Título: Como aumentar os 'músculos' do nosso cérebro
Autor: Reinach, Fernando
Fonte: O Estado de São Paulo, 22/02/2007, Vida&, p. A13

É fácil observar que a prática de exercícios aumenta o tamanho dos músculos e que a atividade cerebral leva ao acúmulo de conhecimentos em nossa mente. Apesar disso, a maioria das pessoas não acredita que o simples ato de pensar possa realmente alterar a estrutura do cérebro. Um dos experimentos clássicos que demonstra esse fenômeno envolve o aprendizado da arte de tocar piano.

No cérebro existem duas áreas que controlam o movimento dos dedos, sendo uma para cada mão. O tamanho dessas áreas, que reflete o número de neurônios envolvidos na tarefa, pode ser medido através da utilização de um equipamento capaz de detectar a atividade elétrica na região cerebral. Foi utilizando este equipamento que os cientistas decidiram verificar o que ocorria quando uma pessoa aprendia a tocar piano.

Um grupo de voluntários foi colocado em frente ao piano e foi solicitado que praticassem ao instrumento, duas horas por dia, durante cinco dias, uma seqüência de notas que exigia a utilização dos cinco dedos da mão direita. O objetivo era não cometer erros e seguir o ritmo de um metrônomo, um aparelho que regula o andamento das músicas.

Em cinco dias, todos os ¿alunos¿, que inicialmente trocavam as notas e erravam o ritmo, foram capazes de aprender a tocar a seqüência sem erros e seguindo o ritmo. A cada dia, o tamanho da área do cérebro responsável pelo controle dos movimentos dos dedos era medido. À medida que as pessoas melhoravam sua habilidade no piano, a área que controla os movimentos da mão direita foi aumentando, enquanto a área responsável pelo controle da mão esquerda não se alterou.
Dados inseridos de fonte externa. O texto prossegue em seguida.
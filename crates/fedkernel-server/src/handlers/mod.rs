//! HTTP handler modules for the federation API.
//!
//! Each sub-module implements thin handlers that parse requests, acquire
//! the service lock (and, for the patch workflow, the node-set lock),
//! delegate to [`FederationService`], and return JSON responses. No
//! business logic lives in handlers.
//!
//! [`FederationService`]: crate::service::FederationService

pub mod graph;
pub mod health;
pub mod patches;
pub mod repos;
Isso demonstra que, quando utilizamos uma parte do cérebro intensamente, ocorrem modificações nessa área de um modo a acomodar adequadamente a nova tarefa.

Não satisfeitos, os cientistas resolveram verificar se é necessário executar o movimento para que as alterações ocorram ou basta imaginar o movimento. Nesse experimento, os voluntários foram submetidos à mesma rotina, mas foram instruídos a deixar as mãos imobilizadas sobre a perna e somente imaginar que estavam praticando com a mão direita enquanto ouviam o metrônomo e olhavam para o teclado, tudo sem mover os dedos.

Para garantir que eles não movessem as mãos, foram colocados eletrodos que alertavam os cientistas se os voluntários tentavam mover os dedos. Depois de praticar mentalmente durante cinco dias, duas horas por dia, a área que controla os movimentos foi medida. O surpreendente é que a área do cérebro que controla a mão direita aumentou de tamanho mesmo na ausência de movimentos, demonstrando que somente o ato de imaginar o movimento da mão é capaz de alterar a estrutura do cérebro.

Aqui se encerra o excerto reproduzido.